Closed ST-DDT closed 6 years ago

ST-DDT commented 6 years ago

In one of my very large factories (>2k copper cable/second) this mod pushes me from ~60FPS to ~18FPS. The timing monitor shows that the mod takes roughly 35ms(?) to complete. All my other mods together only take ~2ms.

I really like your mod. Do you see a possibility to somehow improve the mod's performance? I would be fine with reducing the accuracy by only processing the factories every 10 or 100 ticks, as long as the game remains playable.

Thanks for your mod and happy new year.

sullerandras commented 6 years ago

I will try to test it with many factories to see if there's anything i can do to make it faster. It was really not optimized for performance, i just hacked it together.

First i need find out what is slow: the calculation, displaying the percentages or that it allocates too much memory. I think the calculation but better to make sure before optimizing the wrong thing.

My initial ideas:

sullerandras commented 6 years ago

@ST-DDT Improved the performance a little bit, check out v0.2.5. Let me know if it's any better for you.

ST-DDT commented 6 years ago

Nice. The time needed for the mods was reduced to 28-30ms. Unfortunately this is still too slow for my map, as it limits the FPS to 20-21.

If I should name a number for acceptable time it can take I would go for 5-10ms. Which would allow me to play with almost 60 FPS.

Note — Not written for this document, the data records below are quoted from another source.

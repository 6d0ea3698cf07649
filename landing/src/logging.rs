//! `tracing` output routed to the browser console.
//!
//! Each formatted event is buffered and flushed on drop to the console
//! method matching its level. The `ansi` feature stays off, so lines carry
//! no escape codes.

use std::io;

use tracing::{Level, Metadata};
use tracing_subscriber::fmt::MakeWriter;

pub fn init(level: &str) {
    let max_level = level.parse::<Level>().unwrap_or(Level::INFO);
    let installed = tracing_subscriber::fmt()
        .with_writer(ConsoleMakeWriter)
        .without_time()
        .with_target(false)
        .with_max_level(max_level)
        .try_init();
    if installed.is_err() {
        web_sys::console::warn_1(&"tracing subscriber already installed".into());
    }
}

struct ConsoleMakeWriter;

impl<'a> MakeWriter<'a> for ConsoleMakeWriter {
    type Writer = ConsoleWriter;

    fn make_writer(&'a self) -> Self::Writer {
        ConsoleWriter::new(Level::INFO)
    }

    fn make_writer_for(&'a self, meta: &Metadata<'_>) -> Self::Writer {
        ConsoleWriter::new(*meta.level())
    }
}

struct ConsoleWriter {
    level: Level,
    buf: Vec<u8>,
}

impl ConsoleWriter {
    fn new(level: Level) -> Self {
        Self {
            level,
            buf: Vec::new(),
        }
    }
}

impl io::Write for ConsoleWriter {
    fn write(&mut self, bytes: &[u8]) -> io::Result<usize> {
        self.buf.extend_from_slice(bytes);
        Ok(bytes.len())
    }

    fn flush(&mut self) -> io::Result<()> {
        Ok(())
    }
}

impl Drop for ConsoleWriter {
    fn drop(&mut self) {
        let line = String::from_utf8_lossy(&self.buf);
        let line = line.trim_end();
        if line.is_empty() {
            return;
        }
        let message = line.into();
        match self.level {
            Level::ERROR => web_sys::console::error_1(&message),
            Level::WARN => web_sys::console::warn_1(&message),
            Level::INFO => web_sys::console::info_1(&message),
            _ => web_sys::console::debug_1(&message),
        }
    }
}

#[cfg(all(test, target_arch = "wasm32"))]
mod tests {
    use super::*;
    use std::io::Write;
    use wasm_bindgen_test::*;

    wasm_bindgen_test_configure!(run_in_browser);

    #[wasm_bindgen_test]
    fn untyped_writer_defaults_to_info() {
        let level = ConsoleMakeWriter.make_writer().level;
        assert_eq!(level, Level::INFO);
    }

    #[wasm_bindgen_test]
    fn writer_buffers_until_drop() {
        let mut writer = ConsoleWriter::new(Level::WARN);
        writer.write_all(b"carousel autoplay unavailable\n").unwrap();
        assert_eq!(writer.buf, b"carousel autoplay unavailable\n");
    }

    #[wasm_bindgen_test]
    fn init_twice_is_harmless() {
        init("debug");
        init("not-a-level");
        tracing::info!("logging bridge ready");
    }
}
//! CSS styles for the landing page.
//!
//! The browser entry crate injects [`SITE_CSS`] in a `<style>` element
//! next to the page.
//!
//! # Customization
//!
//! To extend or override styles:
//!
//! ```rust
//! use hkupgrade_site::styles::SITE_CSS;
//!
//! let my_css = ".brand-name { color: red; }";
//! let combined = format!("{}\n{}", SITE_CSS, my_css);
//! assert!(combined.contains(".hero-carousel"));
//! ```
//!
//! Slide opacity and its fade duration are inline styles computed from the
//! carousel settings, not part of this sheet.

/// Complete CSS for the page - light theme, mobile-first.
pub const SITE_CSS: &str = r#"
:root {
    --bg-page: #f9fafb;
    --bg-card: #ffffff;
    --bg-footer: #111827;
    --text-strong: #1f2937;
    --text-body: #4b5563;
    --text-inverse: #ffffff;
    --text-footer: #d1d5db;
    --primary: #1d4ed8;
    --primary-hover: #1e40af;
    --border: #e5e7eb;
    --shadow: 0 10px 15px -3px rgba(0, 0, 0, 0.1);
    --container-max: 1200px;
}

*, *::before, *::after {
    box-sizing: border-box;
}

body {
    margin: 0;
    background: var(--bg-page);
    color: var(--text-body);
    font-family: system-ui, -apple-system, "PingFang SC", "Microsoft YaHei", sans-serif;
}

a {
    color: inherit;
    text-decoration: none;
}

.page {
    display: flex;
    flex-direction: column;
    min-height: 100vh;
}

.page-main {
    flex: 1;
}

.container {
    max-width: var(--container-max);
    margin: 0 auto;
    padding: 0 16px;
}

.btn {
    display: inline-flex;
    align-items: center;
    padding: 8px 16px;
    border-radius: 6px;
    font-size: 14px;
    font-weight: 500;
    cursor: pointer;
}

.btn-primary {
    background: var(--primary);
    color: var(--text-inverse);
}

.btn-primary:hover {
    background: var(--primary-hover);
}

/* Header */

.site-header {
    position: relative;
    height: 80px;
    display: flex;
    align-items: center;
    background: var(--bg-card);
    border-bottom: 1px solid var(--border);
    box-shadow: 0 1px 2px rgba(0, 0, 0, 0.05);
}

.header-inner {
    width: 100%;
    display: flex;
    align-items: center;
    justify-content: space-between;
}

.brand {
    display: flex;
    align-items: center;
    gap: 8px;
}

.brand-name {
    font-size: 20px;
    font-weight: 700;
    color: var(--text-strong);
}

.brand-tagline {
    margin: 0;
    font-size: 14px;
}

.desktop-nav {
    display: none;
    gap: 24px;
}

.nav-link,
.mobile-link {
    font-size: 14px;
    font-weight: 500;
    transition: color 0.2s;
}

.nav-link:hover,
.mobile-link:hover {
    color: var(--primary);
}

.header-actions {
    display: flex;
    align-items: center;
    gap: 16px;
}

.consult-btn {
    display: none;
}

.menu-toggle {
    padding: 8px;
    background: transparent;
    border: none;
    cursor: pointer;
}

.mobile-menu {
    position: absolute;
    top: 80px;
    left: 0;
    width: 100%;
    z-index: 50;
    background: var(--bg-card);
    box-shadow: var(--shadow);
}

.mobile-nav {
    display: flex;
    flex-direction: column;
    padding: 16px;
}

.mobile-link {
    padding: 8px 0;
}

/* Hero carousel */

.hero-carousel {
    position: relative;
    width: 100%;
    height: 800px;
    overflow: hidden;
}

.slide-layer {
    position: absolute;
    inset: 0;
    display: flex;
    align-items: center;
    justify-content: center;
}

.slide-image {
    width: 100%;
    height: 100%;
    object-fit: contain;
}

.slide-cta {
    position: absolute;
    bottom: 32px;
    left: 50%;
    transform: translateX(-50%);
    z-index: 10;
}

.btn-cta {
    background: rgba(255, 255, 255, 0.5);
    color: var(--primary);
    box-shadow: var(--shadow);
    transition: all 0.2s ease-in-out;
}

.btn-cta:hover {
    background: rgba(255, 255, 255, 0.75);
}

.carousel-control {
    position: absolute;
    top: 50%;
    transform: translateY(-50%);
    z-index: 20;
    display: flex;
    padding: 8px;
    border: 1px solid var(--border);
    border-radius: 6px;
    background: rgba(255, 255, 255, 0.5);
    cursor: pointer;
}

.carousel-control:hover {
    background: rgba(255, 255, 255, 0.75);
}

.carousel-control.prev {
    left: 16px;
}

.carousel-control.next {
    right: 16px;
}

.carousel-dots {
    position: absolute;
    bottom: 12px;
    left: 50%;
    transform: translateX(-50%);
    z-index: 20;
    display: flex;
    gap: 8px;
}

.dot {
    width: 10px;
    height: 10px;
    padding: 0;
    border: none;
    border-radius: 50%;
    background: rgba(255, 255, 255, 0.5);
    cursor: pointer;
}

.dot.active {
    background: var(--primary);
}

.carousel-loading,
.carousel-error {
    width: 100%;
    height: 100%;
    display: flex;
    flex-direction: column;
    align-items: center;
    justify-content: center;
}

.spinner {
    width: 128px;
    height: 128px;
    border-radius: 50%;
    border-bottom: 2px solid var(--primary);
    animation: spin 1s linear infinite;
}

.carousel-error-detail {
    font-size: 12px;
    color: #9ca3af;
}

@keyframes spin {
    to { transform: rotate(360deg); }
}

/* Gallery */

.gallery {
    padding: 48px 0;
    background: var(--bg-card);
}

.section-title {
    margin: 0 0 48px;
    text-align: center;
    font-size: 30px;
    font-weight: 700;
    color: var(--text-strong);
}

.gallery-grid {
    display: grid;
    gap: 24px;
    grid-template-columns: 1fr;
}

.gallery-tile {
    background: var(--bg-card);
    box-shadow: var(--shadow);
    transition: box-shadow 0.2s;
}

.gallery-tile img {
    width: 100%;
    height: auto;
    object-fit: cover;
}

/* Footer */

.site-footer {
    padding: 48px 0;
    background: var(--bg-footer);
    color: var(--text-inverse);
}

.footer-grid {
    display: grid;
    gap: 32px;
    grid-template-columns: 1fr;
}

.footer-heading {
    margin: 0 0 16px;
    font-size: 20px;
    font-weight: 700;
}

.contact-line {
    display: flex;
    align-items: center;
    gap: 8px;
    margin: 8px 0;
}

.quick-links {
    display: grid;
    grid-template-columns: 1fr 1fr;
    gap: 8px;
}

.quick-link {
    color: var(--text-footer);
    transition: color 0.2s;
}

.quick-link:hover {
    color: var(--text-inverse);
}

@media (min-width: 640px) {
    .gallery-grid {
        grid-template-columns: repeat(2, 1fr);
    }
}

@media (min-width: 768px) {
    .consult-btn {
        display: inline-flex;
    }

    .hero-carousel {
        height: 900px;
    }

    .gallery {
        padding: 96px 0;
    }

    .footer-grid {
        grid-template-columns: 1fr 1fr;
    }
}

@media (min-width: 1024px) {
    .desktop-nav {
        display: flex;
    }

    .menu-toggle,
    .mobile-menu {
        display: none;
    }

    .hero-carousel {
        height: 1000px;
    }

    .gallery {
        padding: 128px 0;
    }

    .gallery-grid {
        grid-template-columns: repeat(3, 1fr);
    }
}
"#;
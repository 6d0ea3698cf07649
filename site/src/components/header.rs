//! Site header: brand, service navigation, consult button and the mobile overlay.

use leptos::prelude::*;

use super::{Icon, ICON_LIST};
use crate::menu::MenuState;
use crate::types::{nav_entries, Brand, NavEntry, Service};

#[component]
pub fn SiteHeader(
    brand: Brand,
    services: Vec<Service>,
    consult_label: String,
    consult_route: String,
    /// Mobile overlay flag, owned by the page
    menu: RwSignal<MenuState>,
) -> impl IntoView {
    let entries = nav_entries(&services);
    let overlay_entries = entries.clone();

    view! {
        <header class="site-header">
            <div class="container header-inner">
                <a href="/" class="brand">
                    <img class="brand-logo" src=brand.logo alt=brand.logo_alt width="50" height="50" />
                    <div class="brand-text">
                        <span class="brand-name">{brand.name}</span>
                        <p class="brand-tagline">{brand.tagline}</p>
                    </div>
                </a>

                <nav class="desktop-nav">
                    {entries
                        .into_iter()
                        .map(|entry| view! { <a class="nav-link" href=entry.href>{entry.label}</a> })
                        .collect::<Vec<_>>()}
                </nav>

                <div class="header-actions">
                    <a href=consult_route class="btn btn-primary consult-btn">{consult_label}</a>
                    <button
                        class="menu-toggle"
                        aria-label="Menu"
                        aria-expanded=move || menu.with(MenuState::is_open).to_string()
                        on:click=move |_| menu.update(MenuState::toggle)
                    >
                        <Icon path=ICON_LIST />
                    </button>
                </div>
            </div>

            <Show when=move || menu.with(MenuState::is_open)>
                <MobileMenu entries=overlay_entries.clone() menu=menu />
            </Show>
        </header>
    }
}

/// Overlay panel listing the services; any selection closes it.
#[component]
fn MobileMenu(entries: Vec<NavEntry>, menu: RwSignal<MenuState>) -> impl IntoView {
    view! {
        <div class="mobile-menu">
            <nav class="mobile-nav">
                {entries
                    .into_iter()
                    .map(|entry| {
                        view! {
                            <a
                                class="mobile-link"
                                href=entry.href
                                on:click=move |_| menu.update(MenuState::close)
                            >
                                {entry.label}
                            </a>
                        }
                    })
                    .collect::<Vec<_>>()}
            </nav>
        </div>
    }
}
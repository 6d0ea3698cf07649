// Fallback for routes the landing page links to but does not render
// (service details, contact, slide targets).
use leptos::prelude::*;
use leptos_router::hooks::use_location;

#[component]
pub fn RoutePlaceholder() -> impl IntoView {
    let location = use_location();
    tracing::debug!(path = %location.pathname.get_untracked(), "route without a page");

    view! {
        <section class="page-main">
            <div class="container">
                <h1 class="section-title">"页面建设中"</h1>
                <p>{move || location.pathname.get()}</p>
                <a href="/" class="btn btn-primary">"返回首页"</a>
            </div>
        </section>
    }
}
//! The landing page composition.

use leptos::prelude::*;
use tracing::warn;

use super::{CarouselView, GallerySection, HeroCarousel, SiteFooter, SiteHeader};
use crate::config::SiteConfig;
use crate::menu::MenuState;
use crate::HostServices;

/// Header, hero carousel, gallery and footer.
///
/// The page instance owns its view state (slide index, readiness, menu flag);
/// it is created on mount and discarded with the page.
#[component]
pub fn LandingPage(config: SiteConfig, host: HostServices) -> impl IntoView {
    let SiteConfig {
        carousel, content, ..
    } = config;
    let menu = RwSignal::new(MenuState::default());

    let hero = match CarouselView::new(content.slides.len()) {
        Ok(view_state) => view! {
            <HeroCarousel
                slides=content.slides
                settings=carousel
                cta_label=content.cta_label
                failure_notice=content.load_failed_notice
                view_state=view_state
                host=host
            />
        }
        .into_any(),
        Err(err) => {
            warn!(%err, "hero carousel skipped");
            view! { "" }.into_any()
        }
    };

    view! {
        <div class="page">
            <SiteHeader
                brand=content.brand
                services=content.services.clone()
                consult_label=content.consult_label
                consult_route=content.consult_route
                menu=menu
            />
            <main class="page-main">
                {hero}
                <GallerySection gallery=content.gallery />
            </main>
            <SiteFooter
                contact=content.contact
                services=content.services
                contact_title=content.contact_title
                quick_links_title=content.quick_links_title
            />
        </div>
    }
}

#[cfg(test)]
mod tests {
    use super::*;
    use crate::error::LoadError;
    use crate::navigation::RecordingNavigator;
    use crate::preload::ImageLoader;
    use crate::schedule::ManualScheduler;
    use futures::future::{ready, LocalBoxFuture};
    use futures::FutureExt;
    use leptos::tachys::view::RenderHtml;
    use std::sync::Arc;

    struct InstantLoader;

    impl ImageLoader for InstantLoader {
        fn load(&self, _url: &str) -> LocalBoxFuture<'static, Result<(), LoadError>> {
            ready(Ok(())).boxed_local()
        }
    }

    fn host() -> HostServices {
        HostServices {
            loader: Arc::new(InstantLoader),
            scheduler: Arc::new(ManualScheduler::new()),
            navigator: Arc::new(RecordingNavigator::new()),
        }
    }

    #[test]
    fn builtin_page_renders_every_section() {
        crate::components::init_test_executor();
        let config = SiteConfig::builtin().unwrap();
        let html = Owner::new().with(|| view! { <LandingPage config=config host=host() /> }.to_html());

        assert!(html.contains("site-header"));
        assert!(html.contains("hero-carousel"));
        assert!(html.contains("VPAS项目详细介绍"));
        assert!(html.contains("site-footer"));
        // Services appear in the desktop nav and the footer quick links.
        assert_eq!(html.matches("STEM竞赛课程").count(), 2);
        // Carousel starts in the loading state before mount effects run.
        assert!(html.contains("spinner"));
    }

    #[test]
    fn page_without_slides_skips_the_carousel() {
        crate::components::init_test_executor();
        let mut config = SiteConfig::builtin().unwrap();
        config.content.slides.clear();
        let html = Owner::new().with(|| view! { <LandingPage config=config host=host() /> }.to_html());

        assert!(!html.contains("hero-carousel"));
        assert!(html.contains("site-footer"));
    }
}
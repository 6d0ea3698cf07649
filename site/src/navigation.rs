//! Programmatic client-side navigation.

use std::sync::Mutex;

use tracing::info;

use crate::types::Slide;

/// Performs a client-side route change. Implemented over the router in the
/// browser entry crate.
pub trait Navigator: Send + Sync {
    fn navigate(&self, route: &str);
}

/// Follow a slide's call-to-action.
///
/// Issues exactly one navigation to the slide's route when the slide shows
/// a button and none otherwise. Returns whether a navigation was issued.
/// The DOM handler has already cancelled the default link behavior.
pub fn follow_call_to_action(navigator: &dyn Navigator, slide: &Slide) -> bool {
    if !slide.show_button {
        return false;
    }
    info!(route = %slide.link, "following slide call-to-action");
    navigator.navigate(&slide.link);
    true
}

/// Navigator that only records requested routes.
#[derive(Debug, Default)]
pub struct RecordingNavigator {
    routes: Mutex<Vec<String>>,
}

impl RecordingNavigator {
    pub fn new() -> Self {
        Self::default()
    }

    /// Routes requested so far, oldest first.
    pub fn routes(&self) -> Vec<String> {
        self.routes.lock().map(|r| r.clone()).unwrap_or_default()
    }
}

impl Navigator for RecordingNavigator {
    fn navigate(&self, route: &str) {
        if let Ok(mut routes) = self.routes.lock() {
            routes.push(route.to_string());
        }
    }
}
//! Error types for configuration, carousel state, image preloading and timers.

use thiserror::Error;

/// Failure to load or validate the site configuration.
#[derive(Debug, Error)]
pub enum ConfigError {
    /// The TOML document could not be parsed into [`crate::config::SiteConfig`].
    #[error("failed to parse site configuration: {0}")]
    Parse(#[from] toml::de::Error),
    /// The carousel needs at least one slide.
    #[error("site configuration lists no slides")]
    NoSlides,
    /// A zero auto-advance interval would spin the timer.
    #[error("carousel.interval_ms must be greater than zero")]
    ZeroInterval,
    /// Routes are client-side paths and must be absolute.
    #[error("{field} route `{route}` must start with '/'")]
    RelativeRoute {
        /// Which configuration field held the route.
        field: String,
        /// The rejected route.
        route: String,
    },
    /// Slide at `index` has no image URL.
    #[error("slide {index} has an empty image url")]
    EmptyImage {
        /// Position of the slide in presentation order.
        index: usize,
    },
}

/// Invalid carousel construction or jump.
#[derive(Debug, Clone, PartialEq, Eq, Error)]
pub enum CarouselError {
    /// A carousel over zero slides has no valid index.
    #[error("carousel requires at least one slide")]
    Empty,
    /// Requested index lies outside `[0, len)`.
    #[error("slide index {index} out of range for {len} slides")]
    OutOfRange {
        /// Requested index.
        index: usize,
        /// Number of slides.
        len: usize,
    },
}

/// A single image failed to load.
#[derive(Debug, Clone, PartialEq, Eq, Error)]
#[error("failed to load image {url}: {reason}")]
pub struct LoadError {
    /// URL that was requested.
    pub url: String,
    /// Loader-provided description of the failure.
    pub reason: String,
}

impl LoadError {
    /// Builds a load error for `url`.
    pub fn new(url: impl Into<String>, reason: impl Into<String>) -> Self {
        Self {
            url: url.into(),
            reason: reason.into(),
        }
    }
}

/// Aggregate preload failure.
#[derive(Debug, Clone, PartialEq, Eq, Error)]
pub enum PreloadError {
    /// First image failure observed by the join.
    #[error(transparent)]
    Image(#[from] LoadError),
}

/// The host refused to register a recurring timer.
#[derive(Debug, Clone, PartialEq, Eq, Error)]
#[error("failed to schedule timer: {0}")]
pub struct ScheduleError(pub String);
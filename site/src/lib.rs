//! # hkupgrade-site
//!
//! Leptos components and client-side state for the HK Upgrade landing page:
//! a hero image carousel, service navigation with a mobile overlay, an image
//! gallery and a contact footer.
//!
//! ## Architecture
//!
//! - [`types`] - static content (slides, services, gallery, contact)
//! - [`config`] - the embedded `site.toml` and its validation
//! - [`carousel`] - wrap-around slide index and its render projection
//! - [`menu`] - mobile overlay flag
//! - [`preload`] - join over slide image loads, readiness state
//! - [`schedule`] - recurring timers with cancel-on-drop handles
//! - [`navigation`] - programmatic route changes
//! - [`components`] - Leptos UI components
//! - [`styles`] - CSS constants
//!
//! The host-specific pieces (image loading, timers, routing) are traits
//! bundled in [`HostServices`]. The browser entry crate implements them over
//! `web_sys` and `leptos_router`; tests use the in-crate stubs.
//!
//! ## Quick Start
//!
//! ```rust,ignore
//! use hkupgrade_site::{components::LandingPage, config::SiteConfig, HostServices};
//! use leptos::prelude::*;
//!
//! let config = SiteConfig::builtin()?;
//! view! { <LandingPage config=config host=host_services /> }
//! ```

#![warn(rustdoc::missing_crate_level_docs)]

pub mod carousel;
pub mod components;
pub mod config;
pub mod error;
pub mod menu;
pub mod navigation;
pub mod preload;
pub mod schedule;
pub mod styles;
pub mod types;

use std::sync::Arc;

use navigation::Navigator;
use preload::ImageLoader;
use schedule::Scheduler;

/// Host implementations the page needs at runtime.
#[derive(Clone)]
pub struct HostServices {
    /// Loads slide images
    pub loader: Arc<dyn ImageLoader>,
    /// Drives the auto-advance timer
    pub scheduler: Arc<dyn Scheduler>,
    /// Performs client-side route changes
    pub navigator: Arc<dyn Navigator>,
}

impl std::fmt::Debug for HostServices {
    fn fmt(&self, f: &mut std::fmt::Formatter<'_>) -> std::fmt::Result {
        f.debug_struct("HostServices").finish_non_exhaustive()
    }
}
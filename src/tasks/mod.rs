//! Background Tasks Module
//!
//! Contains background tasks that run for the lifetime of a store.
//!
//! # Tasks
//! - TTL Reclaimer: removes expired entries on a fixed interval and
//!   compacts the backing maps when deletions pile up

mod reclaimer;

pub use reclaimer::SweepReport;
pub(crate) use reclaimer::{reclaim_cycle, spawn_reclaimer, ReclaimerHandle};
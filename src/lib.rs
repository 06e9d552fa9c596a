//! TTL KV - An in-process expiring key-value store
//!
//! Provides a concurrency-safe map with per-entry time-to-live, a background
//! reclaimer for expired entries and amortized compaction of the backing maps.

pub mod cache;
pub mod config;
pub mod error;
pub mod tasks;

pub use cache::{ExpiringStore, StoreStats};
pub use config::StoreConfig;
pub use error::{Result, StoreError};
pub use tasks::SweepReport;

I will try to improve the performance some more this weekend as well. If you want me to test more builds, just upload them and will try them out.

sullerandras commented 6 years ago

@ST-DDT I started working on a way to limit the number of entities we can update in every tick. If you could test it that would be great: https://github.com/sullerandras/UtilizationMonitor/tree/improve-performance Note that it's work in progress so some things are not supported (e.g. moving an entity will not move the label).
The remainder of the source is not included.